The firm has continued to struggle even after its change of strategy in 2016 when it stopped local manufacturing of its key tyre brand Yana and opted to outsource to Asia.
Sameer now intends to close various tyre centres and offices across Kenya and release employees in batches between February 1 and end of April.
“Arising from the foregoing, the board of directors has resolved to restructure the company further by aligning the company operations to become more of a trading and distributorship outfit,” acting managing director Peter Gitonga said in a notice to Nairobi County labour office.

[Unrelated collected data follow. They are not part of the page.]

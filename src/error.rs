//! Error types.

use thiserror::Error;

/// Errors produced while validating input or loading configuration.
///
/// Reaching a time, iteration, or pass budget is not an error: the GRASP
/// driver reports it through [`GraspResult`](crate::grasp::GraspResult).
#[derive(Debug, Error)]
pub enum GraspError {
    /// Malformed distance matrix or tour sequence.
    #[error("Invalid input: {0}")]
    InvalidInput(String),

    /// Option value outside its admissible range.
    #[error("Invalid configuration: {0}")]
    Config(String),

    /// Malformed row in a coordinate file.
    #[error("Parse error at line {line}: {message}")]
    Parse {
        /// 1-based line number.
        line: usize,
        /// What was wrong with the row.
        message: String,
    },

    #[error("IO error: {0}")]
    Io(#[from] std::io::Error),

    #[error("TOML parse error: {0}")]
    Toml(#[from] toml::de::Error),
}

/// Result type alias for this crate.
pub type Result<T> = std::result::Result<T, GraspError>;
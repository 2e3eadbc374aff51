//! # u-grasp
//!
//! GRASP metaheuristic for the Traveling Salesman Problem over a dense,
//! possibly asymmetric distance matrix.
//!
//! ## Modules
//!
//! - [`models`] — Tour (linked nodes with prefix costs), Problem, Solution
//! - [`distance`] — Dense distance matrix
//! - [`constructive`] — Randomized constructive heuristics with RCL selection
//! - [`local_search`] — Seven-move neighborhood descent and simulated annealing
//! - [`grasp`] — Construct-and-improve driver with time, iteration, and target budgets
//! - [`tsplib`] — TSPLIB coordinate reader
//! - [`error`] — Error type
//!
//! ## Example
//!
//! ```
//! use u_grasp::constructive::ConstructiveKind;
//! use u_grasp::distance::DistanceMatrix;
//! use u_grasp::grasp::{Grasp, GraspConfig};
//! use u_grasp::models::{Point, Problem};
//!
//! let points: Vec<Point> = (0..12)
//!     .map(|i| {
//!         let a = i as f64 * std::f64::consts::TAU / 12.0;
//!         Point::new(a.cos(), a.sin())
//!     })
//!     .collect();
//! let problem = Problem::new(DistanceMatrix::from_points(&points)).unwrap();
//!
//! let config = GraspConfig::default()
//!     .with_constructive(ConstructiveKind::SemiGreedyInsertion)
//!     .with_max_iter(20)
//!     .with_seed(3);
//! let result = Grasp::new(config).unwrap().solve(&problem);
//! let best = result.best.unwrap();
//! assert_eq!(best.tour.len(), 13);
//! assert_eq!(best.tour.first(), best.tour.last());
//! ```
//!
//! The library emits `tracing` events but installs no subscriber.

pub mod constructive;
pub mod distance;
pub mod error;
pub mod grasp;
pub mod local_search;
pub mod models;
pub mod tsplib;

pub use error::{GraspError, Result};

“It is therefore contemplated that approximately 52 employees drawn from both management and unionisable cadres will have their employment contracts terminated.”
Sameer group head count has been declining in the recent years, shrinking by 120 from 288 staff in 2017 to 168 at the end of 2018.
Chairman Erastus Mwongera confirmed the notice in a phone interview with the Business Daily, but said he could not immediately divulge the details on how much will be spent on the retrenchment.
“We have been restructuring since we changed the business model from manufacturing to retail. This comes with adjustments,” said Mr Mwongera.
Sameer widened its net loss 15.8 times to Sh182.8 million in the first six months of 2019, with stock-outs and counterfeit products complicating its recovery effort.